//! Static completion schema for search request bodies
//!
//! Maps a normalized path (`.`-joined keys, `*` for caller-chosen names) to
//! the items offered at that position, most frequently used first. The
//! built-in table is created on first use and never changes afterwards.

use std::collections::HashMap;
use std::sync::LazyLock;

/// How a completion item is inserted
#[derive(Debug, Clone, Copy, PartialEq, Eq)]
pub enum CompletionKind {
    /// An object key
    Field,
    /// A literal value, inserted verbatim
    Value,
}

/// One entry of a schema position
#[derive(Debug, Clone, PartialEq, Eq)]
pub struct CompletionItem {
    pub text: String,
    pub kind: CompletionKind,
}

impl CompletionItem {
    pub fn field(text: impl Into<String>) -> Self {
        Self {
            text: text.into(),
            kind: CompletionKind::Field,
        }
    }

    pub fn value(text: impl Into<String>) -> Self {
        Self {
            text: text.into(),
            kind: CompletionKind::Value,
        }
    }
}

/// Read-only lookup from normalized path to completion items
#[derive(Debug, Clone, Default)]
pub struct SchemaTable {
    entries: HashMap<String, Vec<CompletionItem>>,
}

impl SchemaTable {
    /// Build a table from `(normalized path, items)` pairs
    ///
    /// A later pair for the same path replaces an earlier one.
    pub fn from_entries<I, K>(entries: I) -> Self
    where
        I: IntoIterator<Item = (K, Vec<CompletionItem>)>,
        K: Into<String>,
    {
        Self {
            entries: entries.into_iter().map(|(k, v)| (k.into(), v)).collect(),
        }
    }

    /// The process-wide table for search request bodies
    pub fn builtin() -> &'static SchemaTable {
        &BUILTIN
    }

    /// Items registered for an exact normalized path
    pub fn get(&self, path: &str) -> Option<&[CompletionItem]> {
        self.entries.get(path).map(Vec::as_slice)
    }

    pub fn len(&self) -> usize {
        self.entries.len()
    }

    pub fn is_empty(&self) -> bool {
        self.entries.is_empty()
    }
}

/// Join path segments into the key format used by [`SchemaTable`]
pub fn normalize<S: AsRef<str>>(path: &[S]) -> String {
    path.iter()
        .map(|segment| segment.as_ref())
        .collect::<Vec<&str>>()
        .join(".")
}

static BUILTIN: LazyLock<SchemaTable> = LazyLock::new(|| SchemaTable::from_entries(builtin_entries()));

const ROOT_KEYS: &[&str] = &[
    "query",
    "size",
    "sort",
    "aggs",
    "_source",
    "from",
    "track_total_hits",
    "post_filter",
    "highlight",
    "search_after",
    "aggregations",
    "min_score",
    "timeout",
];

const QUERY_CLAUSES: &[&str] = &[
    "match",
    "term",
    "bool",
    "range",
    "match_all",
    "terms",
    "match_phrase",
    "multi_match",
    "exists",
    "query_string",
    "prefix",
    "wildcard",
    "ids",
    "simple_query_string",
    "fuzzy",
    "regexp",
    "nested",
    "match_phrase_prefix",
];

const AGGREGATIONS: &[&str] = &[
    "terms",
    "date_histogram",
    "avg",
    "sum",
    "min",
    "max",
    "cardinality",
    "value_count",
    "stats",
    "histogram",
    "range",
    "filter",
    "filters",
    "top_hits",
    "percentiles",
    "composite",
    "aggs",
];

fn fields(names: &[&str]) -> Vec<CompletionItem> {
    names.iter().copied().map(CompletionItem::field).collect()
}

fn values(texts: &[&str]) -> Vec<CompletionItem> {
    texts.iter().copied().map(CompletionItem::value).collect()
}

fn builtin_entries() -> Vec<(&'static str, Vec<CompletionItem>)> {
    vec![
        ("", fields(ROOT_KEYS)),
        ("query", fields(QUERY_CLAUSES)),
        (
            "query.bool",
            fields(&["must", "filter", "should", "must_not", "minimum_should_match", "boost"]),
        ),
        ("query.bool.must", fields(QUERY_CLAUSES)),
        ("query.bool.filter", fields(QUERY_CLAUSES)),
        ("query.bool.should", fields(QUERY_CLAUSES)),
        ("query.bool.must_not", fields(QUERY_CLAUSES)),
        ("query.bool.minimum_should_match", values(&["1", "\"75%\""])),
        (
            "query.match",
            fields(&[
                "query",
                "operator",
                "fuzziness",
                "minimum_should_match",
                "analyzer",
                "zero_terms_query",
                "boost",
            ]),
        ),
        ("query.match_phrase", fields(&["query", "slop", "analyzer", "boost"])),
        (
            "query.match_phrase_prefix",
            fields(&["query", "max_expansions", "slop", "analyzer"]),
        ),
        ("query.match_all", fields(&["boost"])),
        ("query.term", fields(&["value", "boost", "case_insensitive"])),
        ("query.terms", fields(&["boost"])),
        (
            "query.range",
            fields(&["gte", "lte", "gt", "lt", "format", "time_zone", "boost"]),
        ),
        (
            "query.multi_match",
            fields(&["query", "fields", "type", "operator", "fuzziness", "tie_breaker"]),
        ),
        (
            "query.multi_match.type",
            values(&[
                "\"best_fields\"",
                "\"most_fields\"",
                "\"cross_fields\"",
                "\"phrase\"",
                "\"phrase_prefix\"",
                "\"bool_prefix\"",
            ]),
        ),
        ("query.multi_match.operator", values(&["\"or\"", "\"and\""])),
        ("query.exists", fields(&["field"])),
        (
            "query.query_string",
            fields(&[
                "query",
                "default_field",
                "fields",
                "default_operator",
                "analyze_wildcard",
                "lenient",
            ]),
        ),
        (
            "query.simple_query_string",
            fields(&["query", "fields", "default_operator", "flags"]),
        ),
        ("query.prefix", fields(&["value", "case_insensitive"])),
        ("query.wildcard", fields(&["value", "case_insensitive", "boost"])),
        ("query.ids", fields(&["values"])),
        ("query.fuzzy", fields(&["value", "fuzziness", "max_expansions", "prefix_length"])),
        ("query.regexp", fields(&["value", "flags", "case_insensitive"])),
        ("query.nested", fields(&["path", "query", "score_mode", "ignore_unmapped"])),
        ("query.nested.query", fields(QUERY_CLAUSES)),
        ("query.nested.score_mode", values(&["\"avg\"", "\"max\"", "\"min\"", "\"sum\"", "\"none\""])),
        ("post_filter", fields(QUERY_CLAUSES)),
        // Aggregation names are chosen by the caller
        ("aggs", Vec::new()),
        ("aggs.*", fields(AGGREGATIONS)),
        ("aggregations", Vec::new()),
        ("aggregations.*", fields(AGGREGATIONS)),
        (
            "sort",
            [fields(&["_score", "_doc"]), values(&["\"_score\"", "\"_doc\""])].concat(),
        ),
        (
            "sort.*",
            [
                values(&["\"asc\"", "\"desc\""]),
                fields(&["order", "mode", "missing", "unmapped_type"]),
            ]
            .concat(),
        ),
        (
            "_source",
            [values(&["true", "false"]), fields(&["includes", "excludes"])].concat(),
        ),
        ("track_total_hits", values(&["true", "false"])),
        ("size", values(&["10", "50", "100"])),
        ("from", values(&["0"])),
        (
            "highlight",
            fields(&["fields", "pre_tags", "post_tags", "fragment_size", "number_of_fragments"]),
        ),
        ("highlight.fields", Vec::new()),
        ("highlight.fields.*", fields(&["fragment_size", "number_of_fragments", "type"])),
        ("timeout", values(&["\"10s\"", "\"1m\""])),
    ]
}
/// Display and output configuration
#[derive(Debug, Clone, Serialize, Deserialize)]
pub struct DisplayConfig {
    /// Output format (json, json-pretty, table, compact)
    #[serde(default = "default_format")]
    pub format: OutputFormat,

    /// Enable colored output
    #[serde(default = "default_true")]
    pub color_output: bool,

    /// Enable syntax highlighting
    #[serde(default = "default_true")]
    pub syntax_highlighting: bool,

    /// Show execution time
    #[serde(default = "default_true")]
    pub show_timing: bool,
}

/// Output format options
#[derive(Debug, Clone, Copy, Serialize, Deserialize, PartialEq, Eq)]
#[serde(rename_all = "kebab-case")]
pub enum OutputFormat {
    /// Compact JSON format (single-line)
    ///
    /// Suitable for: logging, piping to other tools
    Json,

    /// Pretty-printed JSON format (multi-line)
    ///
    /// Human-readable JSON with indentation and newlines.
    JsonPretty,

    /// Table format
    ///
    /// Displays hits and listings as a table with columns.
    Table,

    /// Compact summary format
    ///
    /// Displays only summary information, not full document content.
    /// Example: "5 hit(s) of 1200"
    Compact,
}

/// Result browsing and pagination configuration
#[derive(Debug, Clone, Serialize, Deserialize)]
pub struct SearchConfig {
    /// Number of hits requested per page
    #[serde(default = "default_page_size")]
    pub page_size: usize,

    /// Rows from the end of loaded data at which the next page is prefetched
    #[serde(default = "default_prefetch_lookahead")]
    pub prefetch_lookahead: usize,

    /// Sort clause (JSON) used for cursor pagination when the query gives none
    #[serde(default = "default_sort")]
    pub default_sort: String,
}

/// Line editor history configuration
#[derive(Debug, Clone, Serialize, Deserialize)]
pub struct HistoryConfig {
    /// Maximum number of history entries
    #[serde(default = "default_max_history_size")]
    pub max_size: usize,

    /// Path to history file
    #[serde(default = "default_history_file")]
    pub file_path: PathBuf,

    /// Enable history persistence
    #[serde(default = "default_true")]
    pub persist: bool,
}
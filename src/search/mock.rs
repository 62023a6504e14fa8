//! Scripted in-memory search service for tests

use std::collections::VecDeque;
use std::sync::Mutex;

use async_trait::async_trait;
use serde_json::{Value, json};

use super::types::{ClusterInfo, CollectionInfo, Hit, HttpMethod, Scope, SearchPage, SortCursor};
use super::{SearchService, ServiceResult};
use crate::error::ServiceError;

/// A recorded `search` call
#[derive(Debug, Clone, PartialEq)]
pub struct SearchCall {
    pub scope: Scope,
    pub cursor: SortCursor,
    pub page_size: usize,
}

/// Answers `search` calls from a queue of scripted pages
#[derive(Default)]
pub struct ScriptedService {
    pages: Mutex<VecDeque<ServiceResult<SearchPage>>>,
    calls: Mutex<Vec<SearchCall>>,
    indices: Vec<String>,
}

impl ScriptedService {
    pub fn new() -> Self {
        Self::default()
    }

    pub fn with_indices(indices: &[&str]) -> Self {
        Self {
            indices: indices.iter().map(|s| s.to_string()).collect(),
            ..Self::default()
        }
    }

    /// Queue the result of the next `search` call
    pub fn push_page(&self, page: ServiceResult<SearchPage>) {
        self.pages.lock().unwrap().push_back(page);
    }

    pub fn calls(&self) -> Vec<SearchCall> {
        self.calls.lock().unwrap().clone()
    }
}

/// Build `count` hits numbered from `first`, each carrying its number as sort value
pub fn hits(first: usize, count: usize) -> Vec<Hit> {
    (first..first + count)
        .map(|n| Hit {
            id: format!("doc-{n}"),
            index: "test".to_string(),
            source: json!({ "n": n }),
            sort: SortCursor::new(vec![json!(n)]),
        })
        .collect()
}

pub fn page(first: usize, count: usize, total: u64) -> ServiceResult<SearchPage> {
    Ok(SearchPage {
        hits: hits(first, count),
        total,
    })
}

#[async_trait]
impl SearchService for ScriptedService {
    async fn search(
        &self,
        scope: &Scope,
        cursor: &SortCursor,
        page_size: usize,
    ) -> ServiceResult<SearchPage> {
        self.calls.lock().unwrap().push(SearchCall {
            scope: scope.clone(),
            cursor: cursor.clone(),
            page_size,
        });
        self.pages
            .lock()
            .unwrap()
            .pop_front()
            .unwrap_or_else(|| Err(ServiceError::Transport("no scripted page".to_string())))
    }

    async fn list(&self) -> ServiceResult<Vec<CollectionInfo>> {
        Ok(self
            .indices
            .iter()
            .map(|name| CollectionInfo {
                name: name.clone(),
                health: Some("green".to_string()),
                status: Some("open".to_string()),
                docs_count: Some(0),
                store_size: None,
            })
            .collect())
    }

    async fn mapping(&self, index: &str) -> ServiceResult<Value> {
        Ok(json!({ index: { "mappings": { "properties": { "title": { "type": "text" } } } } }))
    }

    async fn request(
        &self,
        method: HttpMethod,
        path: &str,
        body: Option<&Value>,
    ) -> ServiceResult<Value> {
        Ok(json!({ "method": method.as_str(), "path": path, "body": body }))
    }

    async fn ping(&self) -> ServiceResult<ClusterInfo> {
        Ok(ClusterInfo {
            cluster_name: "scripted".to_string(),
            version: Some("8.0.0".to_string()),
        })
    }
}
//! Interactive shell built on reedline
//!
//! - Line editing with persistent history
//! - Completion for commands, index names and request body keys
//! - Syntax highlighting of commands and JSON bodies
//! - Multi-line input until every brace and bracket is closed
//! - A prompt showing the cluster and the selected index

mod completer;
pub mod completion;
mod engine;
mod highlighter;
mod hinter;
mod prompt;
mod shared_state;
mod validator;

#[cfg(test)]
mod tests;

pub use completer::SearchCompleter;
pub use engine::ReplEngine;
pub use highlighter::SyntaxHighlighter;
pub use hinter::SearchHinter;
pub use prompt::SearchPrompt;
pub use shared_state::SharedState;
pub use validator::SearchValidator;
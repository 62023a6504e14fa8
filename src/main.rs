//! searchsh - interactive shell for search clusters
//!
//! # Usage
//!
//! ```bash
//! # Interactive mode against a local cluster
//! searchsh http://localhost:9200
//!
//! # Named datasource from ~/.searchsh/config.toml
//! searchsh -d prod --index logs
//! ```

use std::fs::{self, OpenOptions};
use std::sync::{Arc, Mutex};

use tracing::{debug, warn};

use searchsh::cli::CliInterface;
use searchsh::config::LoggingConfig;
use searchsh::error::Result;
use searchsh::executor::{ExecutionContext, ExecutionResult};
use searchsh::formatter::{Colorizer, Formatter};
use searchsh::parser::Command;
use searchsh::repl::{ReplEngine, SharedState};
use searchsh::search::{HttpSearchService, SearchService};
use searchsh::store::LocalStore;

#[tokio::main]
async fn main() {
    if let Err(e) = run().await {
        eprintln!("Error: {}", e);
        std::process::exit(1);
    }
}

/// Parse arguments, set up logging, then run a subcommand or the shell
async fn run() -> Result<()> {
    let cli = CliInterface::new()?;

    initialize_logging(&cli.config().logging)?;

    if cli.handle_subcommand()? {
        return Ok(());
    }

    cli.print_banner();
    run_interactive_mode(&cli).await
}

async fn run_interactive_mode(cli: &CliInterface) -> Result<()> {
    let service = create_service(cli)?;
    let shared_state = SharedState::with_config(cli.get_index(), &cli.config().display);
    connect(cli, service.as_ref(), &shared_state).await;

    let config = cli.config();
    let exec_context = ExecutionContext::new(
        service.clone(),
        shared_state.clone(),
        LocalStore::from_config(&config.store),
        config.search.clone(),
    );
    let mut repl = ReplEngine::new(
        shared_state,
        &config.history,
        config.display.syntax_highlighting,
        Some(service),
    )?;

    run_repl_loop(cli, &mut repl, &exec_context).await?;

    if !cli.args().quiet {
        println!("Goodbye!");
    }
    Ok(())
}

/// Build the HTTP service for the resolved cluster URL
fn create_service(cli: &CliInterface) -> Result<Arc<dyn SearchService>> {
    let config = cli.config();
    let url = cli.get_url();
    config.connection.validate_url(&url)?;

    let service = HttpSearchService::new(&url, &config.connection, config.search.sort_clause()?)?;
    Ok(Arc::new(service))
}

/// Ping the cluster unless `--no-connect` was given
///
/// An unreachable cluster is not fatal: the shell starts disconnected and
/// every command still tries the cluster.
async fn connect(cli: &CliInterface, service: &dyn SearchService, shared_state: &SharedState) {
    if cli.args().no_connect {
        debug!("Skipping initial ping");
        return;
    }

    match service.ping().await {
        Ok(info) => {
            cli.print_connection_info(&info.cluster_name, info.version.as_deref());
            shared_state.set_connected(info.cluster_name, info.version);
        }
        Err(e) => {
            warn!("Initial ping failed: {}", e);
            let colorizer = Colorizer::new(shared_state.get_color_enabled());
            eprintln!(
                "{}",
                colorizer.warning(&format!("Could not reach cluster: {}", e))
            );
            shared_state.set_disconnected();
        }
    }
}

async fn run_repl_loop(
    cli: &CliInterface,
    repl: &mut ReplEngine,
    exec_context: &ExecutionContext,
) -> Result<()> {
    while repl.is_running() {
        let mut context = exec_context.clone();
        context.reset_cancel_token();

        let input = match repl.read_line()? {
            Some(line) if !line.trim().is_empty() => line,
            Some(_) => continue,
            None => break,
        };

        let command = match repl.process_input(&input) {
            Ok(command) => command,
            Err(e) => {
                display_result(cli, repl.shared_state(), &ExecutionResult::error(e.to_string()));
                continue;
            }
        };

        if matches!(command, Command::Exit) {
            break;
        }

        // Ctrl+C cancels the command in flight, not the shell
        let cancel_token = context.get_cancel_token();
        let ctrl_c_handle = tokio::spawn(async move {
            match tokio::signal::ctrl_c().await {
                Ok(()) => cancel_token.cancel(),
                Err(err) => warn!("Failed to listen for Ctrl+C: {}", err),
            }
        });

        let result = context
            .execute(command)
            .await
            .unwrap_or_else(|e| ExecutionResult::error(e.to_string()));
        display_result(cli, repl.shared_state(), &result);

        ctrl_c_handle.abort();
    }

    Ok(())
}

/// Format with the session's current format and color settings
fn display_result(cli: &CliInterface, shared_state: &SharedState, result: &ExecutionResult) {
    let mut display_config = cli.config().display.clone();
    display_config.format = shared_state.get_format();
    display_config.color_output = shared_state.get_color_enabled();

    match Formatter::from_config(&display_config).format(result) {
        Ok(output) if output.is_empty() => {}
        Ok(output) if result.success => println!("{}", output),
        Ok(output) => eprintln!("{}", output),
        Err(e) => eprintln!("Format error: {}", e),
    }
}

/// Install the tracing subscriber
///
/// Logs go to stderr, or to `logging.file_path` when configured.
fn initialize_logging(config: &LoggingConfig) -> Result<()> {
    let builder = tracing_subscriber::fmt()
        .with_max_level(config.level.to_tracing_level())
        .with_target(false);

    match &config.file_path {
        Some(path) => {
            if let Some(parent) = path.parent() {
                fs::create_dir_all(parent)?;
            }
            let file = OpenOptions::new().create(true).append(true).open(path)?;
            let builder = builder.with_ansi(false).with_writer(Mutex::new(file));
            if config.timestamps {
                builder.init();
            } else {
                builder.without_time().init();
            }
        }
        None => {
            let builder = builder.with_writer(std::io::stderr);
            if config.timestamps {
                builder.init();
            } else {
                builder.without_time().init();
            }
        }
    }

    Ok(())
}
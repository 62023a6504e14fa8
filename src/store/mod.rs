//! Local persistence: named bookmarks and the request history

mod bookmarks;
mod history;

pub use bookmarks::{Bookmark, BookmarkStore};
pub use history::{HistoryEntry, RequestHistory};

use crate::config::StoreConfig;

/// Both local stores, opened from configuration
#[derive(Debug, Clone)]
pub struct LocalStore {
    pub bookmarks: BookmarkStore,
    pub history: RequestHistory,
}

impl LocalStore {
    pub fn from_config(config: &StoreConfig) -> Self {
        Self {
            bookmarks: BookmarkStore::new(&config.bookmarks_file),
            history: RequestHistory::new(&config.request_history_file),
        }
    }
}
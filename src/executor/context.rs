//! Execution context management
//!
//! This module provides the ExecutionContext which maintains state across
//! command executions: the search service, the local store and the last
//! console request (the one `bookmark save` stores).

use std::sync::Arc;
use tokio::sync::RwLock;
use tokio_util::sync::CancellationToken;

use crate::config::SearchConfig;
use crate::error::Result;
use crate::parser::{Command, RequestCommand};
use crate::repl::SharedState;
use crate::search::SearchService;
use crate::store::LocalStore;

use super::result::ExecutionResult;
use super::router::CommandRouter;

/// Execution context that maintains state across commands
#[derive(Clone)]
pub struct ExecutionContext {
    /// Cluster access
    service: Arc<dyn SearchService>,

    /// Shared state with REPL
    pub(crate) shared_state: SharedState,

    /// Bookmarks and request history
    store: LocalStore,

    /// Paging settings for the result browser
    search: SearchConfig,

    /// Most recent console request
    last_request: Arc<RwLock<Option<RequestCommand>>>,

    /// Cancelled by Ctrl+C while a command runs
    cancel_token: CancellationToken,
}

impl ExecutionContext {
    /// Create a new execution context
    ///
    /// # Arguments
    /// * `service` - Search service used by every command
    /// * `shared_state` - Shared state with REPL
    /// * `store` - Bookmark and history store
    /// * `search` - Result browser settings
    ///
    /// # Returns
    /// * `Self` - New execution context
    pub fn new(
        service: Arc<dyn SearchService>,
        shared_state: SharedState,
        store: LocalStore,
        search: SearchConfig,
    ) -> Self {
        Self {
            service,
            shared_state,
            store,
            search,
            last_request: Arc::new(RwLock::new(None)),
            cancel_token: CancellationToken::new(),
        }
    }

    /// Execute a parsed command
    ///
    /// # Arguments
    /// * `command` - Parsed command
    ///
    /// # Returns
    /// * `Result<ExecutionResult>` - Execution result or error
    pub async fn execute(&self, command: Command) -> Result<ExecutionResult> {
        CommandRouter::new(self.clone()).route(command).await
    }

    pub fn service(&self) -> Arc<dyn SearchService> {
        self.service.clone()
    }

    pub fn store(&self) -> &LocalStore {
        &self.store
    }

    pub fn search_config(&self) -> &SearchConfig {
        &self.search
    }

    /// Remember the request `bookmark save` will store
    pub async fn set_last_request(&self, request: RequestCommand) {
        *self.last_request.write().await = Some(request);
    }

    pub async fn get_last_request(&self) -> Option<RequestCommand> {
        self.last_request.read().await.clone()
    }

    /// Replace the cancellation token before running the next command
    pub fn reset_cancel_token(&mut self) {
        self.cancel_token = CancellationToken::new();
    }

    pub fn get_cancel_token(&self) -> CancellationToken {
        self.cancel_token.clone()
    }
}

#[cfg(test)]
mod tests {
    use super::*;
    use crate::config::StoreConfig;
    use crate::search::HttpMethod;
    use crate::search::mock::ScriptedService;

    fn create_context() -> ExecutionContext {
        let dir = std::env::temp_dir().join(format!("searchsh-test-{}", uuid::Uuid::new_v4()));
        let store = LocalStore::from_config(&StoreConfig {
            bookmarks_file: dir.join("bookmarks.toml"),
            request_history_file: dir.join("requests.jsonl"),
        });
        ExecutionContext::new(
            Arc::new(ScriptedService::new()),
            SharedState::new(None),
            store,
            SearchConfig::default(),
        )
    }

    #[tokio::test]
    async fn test_last_request_shared_between_clones() {
        let context = create_context();
        let clone = context.clone();
        assert!(context.get_last_request().await.is_none());

        let request = RequestCommand::new(HttpMethod::Get, "/_cat/health", None);
        clone.set_last_request(request.clone()).await;
        assert_eq!(context.get_last_request().await, Some(request));
    }

    #[test]
    fn test_execute_routes_command() {
        let context = create_context();
        let result = tokio_test::block_on(context.execute(Command::Help(None))).unwrap();
        assert!(result.success);
        assert!(matches!(result.data, crate::executor::ResultData::Message(_)));
    }

    #[test]
    fn test_reset_cancel_token() {
        let mut context = create_context();
        let token = context.get_cancel_token();
        token.cancel();
        assert!(context.get_cancel_token().is_cancelled());

        context.reset_cancel_token();
        assert!(!context.get_cancel_token().is_cancelled());
    }
}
________________________
#### Problem details
From the data above, reproduce word for word the lines running from the line with "display_result(cli, repl.shared_state(), &result);" to the line with "and color settings", ends included.

#### Task response
        display_result(cli, repl.shared_state(), &result);

        ctrl_c_handle.abort();
    }

    Ok(())
}

/// Format with the session's current format and color settings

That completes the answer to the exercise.